At screening (V1), patients must meet the American College of Rheumatology criteria for fibromyalgia (i.e. widespread pain present for at least 3 months, and pain in at least 11 of 18 specific tender point sites
At Screen (V1) and enrollment (V2), patients must have a score of greater than 40 mm on the Pain Visual Analog Scale

Exclusion criteria

Other severe pain or inflammatory muscle or rheumatologic disease other than fibromyalgia, active infections or untreated endocrine disorders; or severe depression and other serious hepatic, respiratory, hematologic or immunologic illness or active malignancy or history of malignancy (examples of prohibited diseases: Hepatitis C, HIV, diabetes with nerve pain, other nerve pain (shingles), sleep apnea, epilepsy, narcolepsy, rheumatoid arthritis, generalized osteoarthritis, Lupus, Lyme disease unless sign and symptom free for 2 years, Sjogren's Syndrome, Sarcoid, Psoriatic Arthritis, Scleroderma)
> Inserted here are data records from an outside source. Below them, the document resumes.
//! Timer broker server binary.
//!
//! Builds the `axum` router (WebSocket upgrade + the public lookup route),
//! spawns the periodic cleanup ticker, and serves until signaled to shut
//! down.

use std::sync::Arc;

use anyhow::{Context, Result};
use timer_broker::{build_router, Broker, Config};

#[tokio::main]
async fn main() -> Result<()> {
    let config = Config::load();
    config.init_logging();

    log::info!(
        "timer-broker starting on {}:{} (environment: {:?})",
        config.host,
        config.port,
        config.environment
    );

    let addr = format!("{}:{}", config.host, config.port);
    let broker = Arc::new(Broker::new(config));
    let cleanup_ticker = broker.spawn_cleanup_ticker();

    let app = build_router(broker);

    let listener = tokio::net::TcpListener::bind(&addr)
        .await
        .with_context(|| format!("failed to bind {addr}"))?;

    axum::serve(listener, app)
        .with_graceful_shutdown(shutdown_signal())
        .await
        .context("server loop failed")?;

    cleanup_ticker.abort();
    log::info!("timer-broker shut down");
    Ok(())
}

/// Resolves once SIGINT (or, on Unix, SIGTERM) is received.
async fn shutdown_signal() {
    let ctrl_c = async {
        tokio::signal::ctrl_c()
            .await
            .expect("failed to install Ctrl+C handler");
    };

    #[cfg(unix)]
    let terminate = async {
        tokio::signal::unix::signal(tokio::signal::unix::SignalKind::terminate())
            .expect("failed to install SIGTERM handler")
            .recv()
            .await;
    };

    #[cfg(not(unix))]
    let terminate = std::future::pending::<()>();

    tokio::select! {
        () = ctrl_c => {}
        () = terminate => {}
    }
    log::info!("shutdown signal received");
}
//! WebSocket transport adapter.
//!
//! Bridges one `axum` WebSocket connection to the broker: frames read off
//! the socket are handed to [`Broker::dispatch`], and anything the broker
//! wants to push out (broadcasts, replies, liveness pings) flows back
//! through an `mpsc` channel drained by a dedicated writer task, so a slow
//! reader never blocks the broker's broadcast loop.

use std::sync::Arc;

use axum::extract::ws::{Message, WebSocket};
use axum::extract::{State, WebSocketUpgrade};
use axum::response::Response;
use futures_util::{SinkExt, StreamExt};
use tokio::sync::mpsc;
use uuid::Uuid;

use crate::constants::SOCKET_TIMEOUT;

use super::{Broker, ConnState};

/// Route handler: upgrades an HTTP request to a WebSocket and hands the
/// resulting socket off to [`handle_socket`].
pub async fn ws_handler(State(broker): State<Arc<Broker>>, ws: WebSocketUpgrade) -> Response {
    ws.on_upgrade(move |socket| handle_socket(socket, broker))
}

/// Drives one connection end to end: registers its outbound channel, reads
/// frames until the socket closes or goes quiet past [`SOCKET_TIMEOUT`], and
/// always deregisters with the broker on the way out.
async fn handle_socket(socket: WebSocket, broker: Arc<Broker>) {
    let socket_id = Uuid::new_v4().to_string();
    let (mut sink, mut stream) = socket.split();
    let (tx, mut rx) = mpsc::unbounded_channel::<Message>();

    broker.register_socket(socket_id.clone(), tx);

    let writer = tokio::spawn(async move {
        while let Some(message) = rx.recv().await {
            if sink.send(message).await.is_err() {
                break;
            }
        }
    });

    let mut conn = ConnState::new(socket_id);
    let mut probe_tick = tokio::time::interval(SOCKET_TIMEOUT);
    probe_tick.tick().await; // first tick fires immediately, skip it
    let mut awaiting_pong = false;

    loop {
        tokio::select! {
            frame = stream.next() => {
                match frame {
                    Some(Ok(Message::Text(text))) => {
                        awaiting_pong = false;
                        broker.dispatch(&mut conn, &text).await;
                    }
                    Some(Ok(Message::Pong(_) | Message::Ping(_))) => {
                        awaiting_pong = false;
                    }
                    Some(Ok(Message::Close(_))) | None => break,
                    Some(Ok(Message::Binary(_))) => {
                        // Binary frames carry no message in this protocol; ignored.
                    }
                    Some(Err(_)) => break,
                }
            }
            _ = probe_tick.tick() => {
                if awaiting_pong {
                    // No response to the previous liveness probe; the peer is gone.
                    break;
                }
                awaiting_pong = true;
                if broker.send_raw(&conn.socket_id, Message::Ping(Vec::new().into())).is_err() {
                    break;
                }
            }
        }
    }

    broker.remove_client(&conn).await;
    writer.abort();
}

#[cfg(test)]
mod tests {
    use super::*;

    #[test]
    fn test_probe_interval_matches_socket_timeout() {
        // One unanswered probe cycle is exactly SOCKET_TIMEOUT, per §4.5.
        assert_eq!(SOCKET_TIMEOUT.as_secs(), 30);
    }
}
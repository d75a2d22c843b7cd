use std::{env, fs, io::Write, path::Path};

use anyhow::{Result, bail};
use colored::Colorize;

use super::{
    ExitStatus,
    args::Arguments,
    report::{print_init_success_to, print_summary_to},
    session::run_session,
};
use crate::{
    config::{
        CONFIG_FILE_NAME, ConfigLoadResult, ExclusionSet, default_config_json, load_config,
        load_config_file,
    },
    core::file_scanner::scan_template_files,
};

/// Run the CLI with parsed arguments, writing the report to `writer`.
///
/// # Returns
/// - `Ok(ExitStatus)`: `Failure` if any ERROR finding was reported
/// - `Err` if a file or the config could not be read
pub fn run<W: Write>(args: Arguments, writer: &mut W) -> Result<ExitStatus> {
    if args.init {
        let path = Path::new(CONFIG_FILE_NAME);
        init(path)?;
        print_init_success_to(path, writer);
        return Ok(ExitStatus::Success);
    }

    let verbose = args.verbose;
    let ConfigLoadResult { config, path } = match &args.config {
        Some(path) => load_config_file(path)?,
        None => load_config(&env::current_dir()?)?,
    };

    if verbose {
        match &path {
            Some(path) => eprintln!("{} Using config {}", "note:".bold().cyan(), path.display()),
            None => eprintln!(
                "{} No {} found, using defaults",
                "note:".bold().cyan(),
                CONFIG_FILE_NAME
            ),
        }
    }

    let files = if args.files.is_empty() {
        let scanned = scan_template_files(&config.default_directories, verbose);
        if verbose && scanned.skipped_count > 0 {
            eprintln!(
                "{} {} path(s) could not be accessed",
                "warning:".bold().yellow(),
                scanned.skipped_count
            );
        }
        scanned.files
    } else {
        args.files
    };

    let excludes = if args.skip_excluded {
        config.exclusion_set()?
    } else {
        ExclusionSet::default()
    };

    let summary = run_session(&files, &excludes, writer)?;
    print_summary_to(&summary, &config.docs_url, writer);

    if verbose && summary.files_skipped > 0 {
        eprintln!(
            "{} {} excluded file(s) skipped (use {} to check them)",
            "note:".bold().cyan(),
            summary.files_skipped,
            "--no-skip-excluded".cyan()
        );
    }

    Ok(summary.exit_status())
}

fn init(path: &Path) -> Result<()> {
    if path.exists() {
        bail!("{} already exists", path.display());
    }

    fs::write(path, default_config_json()?)?;
    Ok(())
}
//! Text placed directly after an opening tag.

use super::RuleMatch;
use crate::core::{patterns::PATTERNS, tags::opening_tags};

/// An opening tag followed by content that is not a translation call, an
/// escaped literal, or a run of punctuation, entities, variables and URLs.
pub fn missing(line: &str) -> Option<RuleMatch> {
    first_tag_followed_by(line, |rest| !PATTERNS.element_ignore.is_match(rest))
}

/// An opening tag followed by `$("` or `$('`.
pub fn bypassed(line: &str) -> Option<RuleMatch> {
    first_tag_followed_by(line, |rest| PATTERNS.bypass.is_match(rest))
}

fn first_tag_followed_by(line: &str, accept: impl Fn(&str) -> bool) -> Option<RuleMatch> {
    opening_tags(line).find_map(|tag| {
        tag.ends()
            .find(|&end| accept(&line[end..]))
            .map(|content| RuleMatch {
                start: tag.start,
                content,
            })
    })
}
Previous participation in a clinical trial with pregabalin; currently receiving or pending disability claims or workmans compensation or civil litigation, or used other experimental medicines within 30 days of screening
Creatinine Clearance less than 60 mL/min (estimated from serum creatinine; low platelet and/or white blood cell counts; abnormal Westergren erythrocyte sedimentation rate; abnormal antinuclear antibody (ANA greater than 3U), or rheumatoid factor (RF greater than 80 IU/mL); abnormal (clinically relevant 12 lead ECG)
Use of prohibited pain/sleep medications (including antidepressants, sedatives, hypnotics, NSAIDs, opiates, muscle relaxants) during the study. Washout required prior to study entry.